Renate Bär is a retiree who lives in Neuruppin in the eastern German state of Brandenburg. She's also highly skeptical of the political process in Berlin.
"I'm interested in politics, but what can one say about the developments there?" she said, adding that she's disappointed.
"But even if you'd vote for someone else, nothing would change, I think," she said. "There won't be new jobs. Sometimes I ask myself what the government is really there for. But not going to vote doesn't make things better either."
But she added that she doesn't believe a change in government would help.
"Maybe it would even get worse," she said, adding that she also doesn't see the new Left Party as an alternative. "That's why I'll probably vote (for the Social Democrats) again."
Further south, Peter Kalus, a teacher in the Bavarian town of Utting, said he'd like to tell Chancellor Gerhard Schröder "to go back to where he came from."
"I wish we'd get a new government," he said, adding that he also does not want Turkey to join the EU.
He expects the economy to improve after a change of government, adding that things in Bavaria are already much better than elsewhere in Germany.
"We live on an island of bliss," he said. "We haven't been damaged as much by the Social Democrats and the Greens."
But he said he'd rather see his state's premier, Edmund Stoiber, become chancellor instead of conservative candidate Angela Merkel.

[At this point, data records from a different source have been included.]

impl<'a> ParsedCommit<'a> {
    /// Decompose a commit message.
    ///
    /// Surrounding whitespace is trimmed before parsing; the trimmed text is
    /// kept as [`ParsedCommit::raw`].
    pub fn parse(message: &'a str) -> Self {
        let raw = message.trim();
        let details = parser::message(raw);

        Self {
            ty: details.ty.map(Type::new_unchecked),
            scope: details.scope.map(Scope::new_unchecked),
            breaking: details.breaking,
            subject: details.subject,
            body: details.body,
            header: details.header,
            footer: details.footer,
            footer_notes: details
                .notes
                .into_iter()
                .map(|(title, text)| FooterNote::new(title, text))
                .collect(),
            raw,
        }
    }

    /// The type of the commit, if the header follows the grammar.
    pub fn type_(&self) -> Option<Type<'a>> {
        self.ty
    }

    /// The optional scope of the commit.
    pub fn scope(&self) -> Option<Scope<'a>> {
        self.scope
    }

    /// Whether the header carries the `!` breaking marker.
    ///
    /// See [`ParsedCommit::is_breaking`] to also account for
    /// `BREAKING CHANGE` footers.
    pub fn breaking(&self) -> bool {
        self.breaking
    }

    /// The description following the colon on the header line.
    pub fn subject(&self) -> Option<&'a str> {
        self.subject
    }

    /// The free-form text between the header and the footer block.
    pub fn body(&self) -> Option<&'a str> {
        self.body
    }

    /// The first line of the message.
    pub fn header(&self) -> &'a str {
        self.header
    }

    /// The footer block, starting at the first line shaped like a footer.
    ///
    /// Unlike [`ParsedCommit::footer_notes`], this keeps lines that are not
    /// well-formed notes.
    pub fn footer(&self) -> Option<&'a str> {
        self.footer
    }

    /// The recognized footer notes, in source order.
    pub fn footer_notes(&self) -> &[FooterNote<'a>] {
        &self.footer_notes
    }

    /// The trimmed message this was parsed from.
    pub fn raw(&self) -> &'a str {
        self.raw
    }

    /// A breaking change is signalled either by the `!` marker or by a
    /// `BREAKING CHANGE` / `BREAKING-CHANGE` footer note.
    pub fn is_breaking(&self) -> bool {
        self.breaking || self.footer_notes.iter().any(FooterNote::breaking)
    }

    /// Explanation for the breaking change.
    ///
    /// Note: if no `BREAKING CHANGE` footer is provided, the subject is expected
    /// to describe the breaking change.
    pub fn breaking_description(&self) -> Option<&'a str> {
        self.footer_notes
            .iter()
            .find(|note| note.breaking())
            .map(FooterNote::text)
            .or_else(|| self.breaking.then_some(self.subject).flatten())
    }

    /// The semantic-versioning impact of this commit.
    pub fn semver_impact(&self) -> SemverImpact {
        classify(self)
    }
}

/// A single footer note, such as `Reviewed-by: Z` or `Closes #12`.
#[cfg_attr(feature = "serde", derive(serde::Serialize))]
#[cfg_attr(feature = "schemars", derive(schemars::JsonSchema))]
#[derive(Debug, Clone, Copy, Eq, PartialEq, Hash)]
pub struct FooterNote<'a> {
    title: &'a str,
    text: &'a str,
}

impl<'a> FooterNote<'a> {
    /// Piece together a footer note.
    pub const fn new(title: &'a str, text: &'a str) -> Self {
        Self { title, text }
    }

    /// The token leading the note, e.g. `Reviewed-by` or `BREAKING CHANGE`.
    pub const fn title(&self) -> &'a str {
        self.title
    }

    /// The value following the separator.
    pub const fn text(&self) -> &'a str {
        self.text
    }

    /// A flag to signal that the note describes a breaking change.
    pub fn breaking(&self) -> bool {
        self.title == BREAKING_PHRASE || self.title == BREAKING_ARROW
    }
}

macro_rules! unicase_components {
    ($($ty:ident),+) => (
        $(
            /// A component of the conventional commit.
            #[derive(Debug, Clone, Copy, PartialEq, Eq, Hash, PartialOrd, Ord)]
            pub struct $ty<'a>(unicase::UniCase<&'a str>);

            impl<'a> $ty<'a> {
                /// See `parse` for ensuring the data is valid.
                pub const fn new_unchecked(value: &'a str) -> Self {
                    $ty(unicase::UniCase::unicode(value))
                }

                /// Access `str` representation
                pub fn as_str(&self) -> &'a str {
                    self.0.into_inner()
                }
            }

            impl Deref for $ty<'_> {
                type Target = str;

                fn deref(&self) -> &Self::Target {
                    self.as_str()
                }
            }

            impl PartialEq<&'_ str> for $ty<'_> {
                fn eq(&self, other: &&str) -> bool {
                    *self == $ty::new_unchecked(*other)
                }
            }

            impl fmt::Display for $ty<'_> {
                fn fmt(&self, f: &mut fmt::Formatter<'_>) -> fmt::Result {
                    self.0.fmt(f)
                }
            }

            #[cfg(feature = "serde")]
            impl serde::Serialize for $ty<'_> {
                fn serialize<S>(&self, serializer: S) -> Result<S::Ok, S::Error>
                where
                    S: serde::Serializer,
                {
                    serializer.serialize_str(self)
                }
            }

            #[cfg(feature = "schemars")]
            impl schemars::JsonSchema for $ty<'_> {
                fn schema_name() -> std::borrow::Cow<'static, str> {
                    stringify!($ty).into()
                }

                fn json_schema(generator: &mut schemars::SchemaGenerator) -> schemars::Schema {
                    <str as schemars::JsonSchema>::json_schema(generator)
                }

                fn inline_schema() -> bool {
                    true
                }
            }
        )+
    )
}

unicase_components![Type, Scope];

impl<'a> Type<'a> {
    /// Parse a `str` into a `Type`.
    pub fn parse(ty: &'a str) -> Result<Self, Error> {
        let mut input = ty;
        match parser::type_(&mut input) {
            Ok(t) if input.is_empty() => Ok(Type::new_unchecked(t)),
            _ => Err(Error::new(ErrorKind::InvalidType).set_context(ty)),
        }
    }

    /// The type with any trailing `!` stripped, for registry comparisons.
    ///
    /// Comparisons between types already ignore case.
    pub fn normalized(&self) -> Type<'a> {
        Type::new_unchecked(self.as_str().trim_end_matches('!'))
    }
}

Heide Lemmerbrock is the mayor of Germany's smallest town, Wiedenborstel, in the northernmost state of Schleswig-Holstein, which has a population of six people.
"I'm hoping that we'll save more money, that it will be possible to grow and promote innovation in order to lower unemployment," she said, adding that she wants to see a new government in Berlin. "I hope people's minds will change. I hope we'll manage to shake things up after a change of government."
Stefan Geiger is currently doing community service in Münstertal, in Germany's southwestern Black Forest region. He also plans to head to the polls.
"Politicians should agree more and fight less," he said, adding that he sees non-wage labor costs in Germany as the biggest problem.
"Companies leave the country -- there should be more incentives to keep them here," he said. But Geiger is also not certain that a change in government will do much.
"Quite frankly, I don't think that anyone can change anything," he said.